For the sticking derailleur, you need to get the cable loose from the derailleur. Which is difficult to do if you can't get the end back because it's frayed. In any event, you have to isolate the components - see if you can move the FD by hand without pulling the cable. See if you can move the cable in the housing. See if the lever works without cable. 

If the cables have those little rubber doohickeys on the bare sections of cable, to keep 'em from slapping the paint, make sure one of those isn't INSIDE the cable housing stop. My son's friend had this happen on his bike and it was jamming his brake.


----------



## Duckies (Jan 1, 2011)

The derailleur isn't sticking - I can move it with my hands or by cable manipulation no problem. I can even pull the cable on the bottom tube and get movement in the derailleur. But moving the shift lever up or down does squat.

How do I check inside a cable housing stop? I.e. how do I take one apart? Is there some magic way to do this without pulling the tape off the bars and getting the whole cable out?

Duckies


----------



## PlatyPius (Feb 1, 2009)

Sounds like maybe they put the cable in when the shifter wasn't in the right gear - ie: they missed the actual seat for the cable head.
I'd try to pull the cable out of the shifter and reinstall it. If the end is frayed as bad as you say, you might need a new cable.

Or you could just take it to a bike shop.


----------



## Duckies (Jan 1, 2011)

PlatyPius said:


> Or you could just take it to a bike shop.


Yep. That's the plan tomorrow morning. Head to the LBS and, in my best Dumb User voice tell them "It doesn't go. Fix it." I could spend hours going over the bike to try and suss out what needs be done that they could do inside 5 minutes.

I'll take the five minutes, thanks. Just hoping it won't be an EXPENSIVE five minutes. But the wheels need to be trued anyway, so it's not a single-purpose trip.

I'm just one of those guys that likes to be able to maintain everything myself. Ah, well. Gotta learn somewhere.

Duckies


----------



## PlatyPius (Feb 1, 2009)

Watch them when they fix it, if they're the sort that allow that.
I don't know where you are or what your shops are like, but it would probably be a $5-$10 repair from me, unless the shifter is broken or some such thing.


----------



## Duckies (Jan 1, 2011)

No idea what they're gonna charge me. A full tuneup, including truing the wheels, is ~$60 anywhere you go around here. Might go in, tell them what's going on, have them give it a once over and go from there. I'm just bummed 'cause I wanted to ride as soon as I got it together. 

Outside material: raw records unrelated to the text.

//! Composition root for the POTSO consensus core: wires the Weight Ledger
//! (`potso-weights`), Penalty Engine (`potso-weights`), Evidence pipeline
//! (`potso-evidence`), BFT Engine (`potso-consensus`), and Reward
//! Distributor (`potso-rewards`) behind one configuration surface and one
//! event sink (spec §2, §6).
//!
//! Everything this crate excludes — the JSON-RPC server, the P2P transport,
//! the key-value storage engine's on-disk format, the CLI, and the
//! unrelated native modules (lending, swap, creator economy, fees, POS
//! registry, escrow, loyalty) — is out of scope per spec §1 and lives, if
//! anywhere, outside this workspace.

pub mod config;
pub mod error;
pub mod events;
pub mod node;

pub use config::NodeConfig;
pub use error::NodeError;
pub use events::{NoopEventSink, PotsoEventSink, RewardsPaidEvent, RewardsReadyEvent, TracingEventSink};
pub use node::PotsoNode;

/// Initializes a `tracing` subscriber at the given level, the same shape the
/// teacher's CLI entry point sets up (`tracing_subscriber::registry()` +
/// `fmt::layer()` + a `LevelFilter`), extracted here so both `main.rs` and
/// embedding binaries can call it without duplicating the setup.
pub fn init_logging(verbose: bool) {
    use tracing_subscriber::{layer::SubscriberExt, util::SubscriberInitExt};

    let level = if verbose { tracing::Level::DEBUG } else { tracing::Level::INFO };
    let _ = tracing_subscriber::registry()
        .with(tracing_subscriber::fmt::layer().with_target(false).with_thread_ids(false))
        .with(tracing_subscriber::filter::LevelFilter::from_level(level))
        .try_init();
}
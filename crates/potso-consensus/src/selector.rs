//! Proposer Selection (spec §4.4): deterministic weighted pick over the
//! current validator set, with a round-robin fallback when total power is
//! zero.
//!
//! Grounded in the teacher's `bpi-leader-selection` crate (a dedicated
//! selection module separate from the BFT state machine itself), rebuilt
//! around weighted voting power instead of VRF+stake.

use std::collections::BTreeMap;

use num_bigint::BigUint;
use num_traits::Zero;
use potso_types::{Address, Amount};

use crate::collaborators::{AccountInfo, BlockExecutor};

/// Sum of `stake + engagementScore` for every validator whose account
/// lookup succeeded (spec §4.4 step 1: "skip validators whose account
/// fetch fails"). Ascending address order falls out of `BTreeMap` directly.
pub async fn collect_powers(
    executor: &dyn BlockExecutor,
    validators: &BTreeMap<Address, Amount>,
) -> BTreeMap<Address, Amount> {
    let mut powers = BTreeMap::new();
    for addr in validators.keys() {
        if let Ok(AccountInfo { stake, engagement_score }) = executor.get_account(addr).await {
            powers.insert(*addr, stake + engagement_score);
        }
    }
    powers
}

/// Pure selection function over a pre-fetched power map (spec §4.4 steps
/// 2-4). Kept free of I/O so it is directly unit-testable and so that two
/// independent nodes given the same `powers`/`round` provably agree.
pub fn select_proposer(round: u64, powers: &BTreeMap<Address, Amount>) -> Option<Address> {
    if powers.is_empty() {
        return None;
    }
    let total: Amount = powers.values().cloned().sum();
    if total.is_zero() {
        let n = powers.len();
        let idx = (round as usize) % n;
        return powers.keys().nth(idx).copied();
    }
    let pick = BigUint::from(round) % &total.0;
    let mut accumulated = BigUint::zero();
    for (addr, power) in powers.iter() {
        accumulated += &power.0;
        if accumulated > pick {
            return Some(*addr);
        }
    }
    // Unreachable: `accumulated` reaches `total > pick` by the loop's end.
    None
}
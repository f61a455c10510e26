//! Primitives usable before resolution completes.
//!
//! `dlsym`, `getenv` and the Rust runtime all allocate while the resolver is
//! running. Those calls come back into the interposed functions on the
//! initializing thread, where the real primitives are not known yet, and
//! are served from a [`Bootstrap`] table instead: glibc's internal
//! `__libc_*` allocator entry points (which are never interposed) and raw
//! system calls for the mapping functions.

use crate::resolver::{CallocFn, MallocFn, Mmap2Fn, MmapFn, ReallocFn};
use libc::{c_int, c_long, c_void, off_t};

/// `mremap` with its optional fifth argument always present.
///
/// The target address is ignored by the kernel unless `MREMAP_FIXED` is set.
pub type RawMremapFn =
    unsafe extern "C" fn(*mut c_void, usize, usize, c_int, *mut c_void) -> *mut c_void;

/// Fallback primitives for calls made while the resolver runs.
#[derive(Debug, Clone, Copy)]
pub struct Bootstrap {
    /// Fallback `calloc`.
    pub calloc: CallocFn,
    /// Fallback `malloc`.
    pub malloc: MallocFn,
    /// Fallback `mmap`.
    pub mmap: MmapFn,
    /// Fallback `mmap2`, where the system call exists.
    pub mmap2: Option<Mmap2Fn>,
    /// Fallback `mremap`.
    pub mremap: RawMremapFn,
    /// Fallback `realloc`.
    pub realloc: ReallocFn,
}

#[cfg(target_env = "gnu")]
unsafe extern "C" {
    #[link_name = "__libc_calloc"]
    fn libc_calloc(nmemb: usize, size: usize) -> *mut c_void;
    #[link_name = "__libc_malloc"]
    fn libc_malloc(size: usize) -> *mut c_void;
    #[link_name = "__libc_realloc"]
    fn libc_realloc(ptr: *mut c_void, size: usize) -> *mut c_void;
}

impl Bootstrap {
    /// glibc allocator internals plus raw `mmap`/`mremap` system calls.
    #[cfg(target_env = "gnu")]
    pub const fn glibc() -> Self {
        Self {
            calloc: libc_calloc,
            malloc: libc_malloc,
            mmap: kernel_mmap,
            mmap2: KERNEL_MMAP2,
            mremap: kernel_mremap,
            realloc: libc_realloc,
        }
    }
}

#[cfg(any(target_arch = "x86", target_arch = "arm"))]
const KERNEL_MMAP2: Option<Mmap2Fn> = Some(kernel_mmap2);
#[cfg(not(any(target_arch = "x86", target_arch = "arm")))]
const KERNEL_MMAP2: Option<Mmap2Fn> = None;

/// `mmap` issued directly to the kernel.
///
/// # Safety
///
/// Same contract as `mmap(2)`.
pub unsafe extern "C" fn kernel_mmap(
    addr: *mut c_void,
    length: usize,
    prot: c_int,
    flags: c_int,
    fd: c_int,
    offset: off_t,
) -> *mut c_void {
    // i386's old mmap takes its arguments as an array.
    #[cfg(target_arch = "x86")]
    let ret = {
        let args: [c_long; 6] = [
            addr as c_long,
            length as c_long,
            prot as c_long,
            flags as c_long,
            fd as c_long,
            offset as c_long,
        ];
        // SAFETY: forwarded from the caller.
        unsafe { libc::syscall(libc::SYS_mmap, args.as_ptr()) }
    };

    // EABI ARM only has mmap2.
    #[cfg(target_arch = "arm")]
    // SAFETY: forwarded from the caller.
    let ret = unsafe {
        libc::syscall(
            libc::SYS_mmap2,
            addr,
            length,
            prot as c_long,
            flags as c_long,
            fd as c_long,
            (offset / 4096) as c_long,
        )
    };

    #[cfg(not(any(target_arch = "x86", target_arch = "arm")))]
    // SAFETY: forwarded from the caller.
    let ret = unsafe {
        libc::syscall(
            libc::SYS_mmap,
            addr,
            length,
            prot as c_long,
            flags as c_long,
            fd as c_long,
            offset as c_long,
        )
    };

    ret as *mut c_void
}

/// `mmap2` issued directly to the kernel.
///
/// # Safety
///
/// Same contract as `mmap2(2)`.
#[cfg(any(target_arch = "x86", target_arch = "arm"))]
pub unsafe extern "C" fn kernel_mmap2(
    addr: *mut c_void,
    length: usize,
    prot: c_int,
    flags: c_int,
    fd: c_int,
    pgoffset: off_t,
) -> *mut c_void {
    // SAFETY: forwarded from the caller.
    let ret = unsafe {
        libc::syscall(
            libc::SYS_mmap2,
            addr,
            length,
            prot as c_long,
            flags as c_long,
            fd as c_long,
            pgoffset as c_long,
        )
    };
    ret as *mut c_void
}

/// `mremap` issued directly to the kernel.
///
/// # Safety
///
/// Same contract as `mremap(2)`.
pub unsafe extern "C" fn kernel_mremap(
    old_address: *mut c_void,
    old_size: usize,
    new_size: usize,
    flags: c_int,
    new_address: *mut c_void,
) -> *mut c_void {
    // SAFETY: forwarded from the caller.
    let ret = unsafe {
        libc::syscall(
            libc::SYS_mremap,
            old_address,
            old_size,
            new_size,
            flags as c_long,
            new_address,
        )
    };
    ret as *mut c_void
}
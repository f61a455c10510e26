//! Structured debug logging.
//!
//! Every decision the library takes is reported as a `tracing` event under
//! the [`TARGET`] target. Without a subscriber these are no-ops, which is
//! the normal situation inside a preloaded process. Enable the `debug-log`
//! feature and call [`init_stderr`] to get them on stderr.
//!
//! The helpers here run on the allocation path, so they must never allocate
//! unless an event is actually being recorded.

use crate::error::Error;

/// Target used for every event emitted by this crate.
pub const TARGET: &str = "ksm_preload";

/// Install a fmt subscriber writing DEBUG events to stderr.
///
/// Returns false if a global subscriber was already installed.
#[cfg(feature = "debug-log")]
pub fn init_stderr() -> bool {
    tracing_subscriber::fmt()
        .with_writer(std::io::stderr)
        .with_max_level(tracing::Level::DEBUG)
        .with_target(false)
        .try_init()
        .is_ok()
}

/// Log a region that was advised as mergeable.
#[inline]
pub fn trace_sharing(base: usize, len: usize) {
    tracing::debug!(target: TARGET, base = base, len = len, "sharing");
}

/// Log a mapping rejected because of its flags.
#[inline]
pub fn trace_flags_filtered(address: usize, len: usize, flags: i32) {
    tracing::debug!(
        target: TARGET,
        address = address,
        len = len,
        flags = flags,
        "not sharing (flags filtered)"
    );
}

/// Log a failed mergeable hint.
#[inline]
pub fn trace_advise_failed(base: usize, len: usize, err: &Error) {
    tracing::debug!(target: TARGET, base = base, len = len, error = %err, "madvise failed");
}

/// Log a threshold setting that was replaced by the default.
pub fn trace_invalid_threshold(var: &str, err: &Error) {
    tracing::debug!(target: TARGET, var = %var, error = %err, "invalid merge threshold, using default");
}

/// Log a threshold setting that was clamped.
pub fn trace_threshold_clamped(var: &str, raw: &str, clamped: usize) {
    tracing::debug!(
        target: TARGET,
        var = %var,
        value = %raw,
        clamped = clamped,
        "merge threshold clamped"
    );
}

/// Log the end of setup.
pub fn trace_setup_done(page_size: usize, threshold: usize, has_mmap2: bool) {
    tracing::debug!(
        target: TARGET,
        page_size = page_size,
        threshold = threshold,
        mmap2 = has_mmap2,
        "setup done"
    );
}
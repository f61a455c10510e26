//! # ksm-preload
//!
//! Makes the heap of unmodified programs eligible for Linux KSM (Kernel
//! Samepage Merging).
//!
//! KSM only scans memory that was explicitly marked with
//! `madvise(MADV_MERGEABLE)`, which almost no program does. This crate
//! interposes `calloc`, `malloc`, `mmap`, `mmap2`, `mremap` and `realloc`,
//! forwards every call to the real implementation, and marks the resulting
//! region mergeable when it is large enough and is private anonymous memory.
//! The caller sees exactly what the real function returned, `errno`
//! included.
//!
//! ## Layout
//!
//! - [`once`]: reentrancy-safe one-time initialization ([`OnceGuard`])
//! - [`resolver`]: finds the real primitives with `dlsym(RTLD_NEXT, ..)`
//! - [`bootstrap`]: primitives used while the resolver itself allocates
//! - [`advisor`]: page rounding, threshold and flag filtering, `madvise`
//! - [`dispatch`]: the per-call sequence ([`Interceptor`])
//! - [`config`]: the `KSMP_MERGE_THRESHOLD` setting
//!
//! The exported C symbols live in the `ksm-preload-shim` crate, which builds
//! the `LD_PRELOAD` library:
//!
//! ```text
//! LD_PRELOAD=target/release/libksm_preload_shim.so KSMP_MERGE_THRESHOLD=65536 command args...
//! ```
//!
//! ## Embedding
//!
//! ```rust,no_run
//! use ksm_preload::{Bootstrap, Interceptor, Madvise, NextObject, Resolver};
//!
//! static INTERCEPTOR: Interceptor<Resolver<NextObject>, Madvise> =
//!     Interceptor::new(Resolver::new(NextObject), Madvise, Bootstrap::glibc());
//!
//! let ptr = unsafe { INTERCEPTOR.malloc(1 << 20) };
//! assert!(!ptr.is_null());
//! unsafe { libc::free(ptr) };
//! ```

#![warn(missing_docs)]
#![warn(clippy::all)]
#![deny(unsafe_op_in_unsafe_fn)]

#[cfg(not(target_os = "linux"))]
compile_error!("ksm-preload relies on Linux KSM and only builds for Linux targets");

pub mod advisor;
pub mod bootstrap;
pub mod config;
pub mod dispatch;
pub mod error;
pub mod logging;
pub mod once;
pub mod resolver;

/// Prelude for convenient imports
pub mod prelude {
    pub use crate::advisor::{AdviceRequest, Advisor, Decision, Hint, Madvise};
    pub use crate::bootstrap::Bootstrap;
    pub use crate::config::MergeThreshold;
    pub use crate::dispatch::{Interceptor, MremapRequest};
    pub use crate::error::{Error, Result};
    pub use crate::once::{Entry, OnceGuard};
    pub use crate::resolver::{NextObject, Resolve, ResolvedTable, Resolver};
}

pub use advisor::Madvise;
pub use bootstrap::Bootstrap;
pub use dispatch::{Interceptor, MremapRequest};
pub use error::{Error, Result};
pub use once::OnceGuard;
pub use resolver::{NextObject, Resolver};
//! Error types for ksm-preload.

use thiserror::Error;

/// Result type alias using ksm-preload's Error.
pub type Result<T> = std::result::Result<T, Error>;

/// Main error type for ksm-preload operations.
///
/// None of these ever reach the caller of an intercepted function: a missing
/// symbol terminates the process, everything else is logged and dropped.
#[derive(Error, Debug)]
pub enum Error {
    /// A mandatory primitive could not be found in the next object.
    #[error("failed to load {symbol}: {reason}")]
    MissingSymbol {
        /// Name of the symbol that was looked up.
        symbol: &'static str,
        /// Loader diagnostic (usually `dlerror()`).
        reason: String,
    },

    /// The merge threshold setting could not be used as given.
    #[error("invalid merge threshold {value:?}: {reason}")]
    InvalidThreshold {
        /// Raw value of the setting.
        value: String,
        /// Why it was rejected.
        reason: &'static str,
    },

    /// The kernel refused the mergeable hint.
    #[error("madvise(MADV_MERGEABLE) failed: {0}")]
    Advise(#[from] rustix::io::Errno),
}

Ah, well. Thanks for your help, MonasticMonotreme, err, PlatyPius. Appreciate it.

Duckies


----------



## Duckies (Jan 1, 2011)

Well, verdict from the shop is that the left shifter is DOA. Gonna have to get a replacement shifter.

Thanks for the help!

Duckies


----------



## PlatyPius (Feb 1, 2009)

Duckies said:


> Well, verdict from the shop is that the left shifter is DOA. Gonna have to get a replacement shifter.
> 
> Thanks for the help!
> 
> Duckies


Well that sucks. Is the shop going to get a warranty replacement for you, or are you going to have to go through bikesdirect?


----------



## Duckies (Jan 1, 2011)

Through BikesDirect. Shot them an email to their warranty box, we'll see what they say. 

I figure that there's two viable solutions, here:
1.) Ship a replacement front shifter and reimburse my account for the cost to install it locally, or
2.) Exchange the bike for a new one (same model) and pay for the return shipping. 

I'm not being unreasonable in presuming that a defective product should incur no additional charges to me above the price I paid for the bike, am I?

Duckies


----------



## kachun (Dec 19, 2010)

Read some old post and BD is actually pretty good with standing up to their warranty. You can probably pm Mike with BD on the board.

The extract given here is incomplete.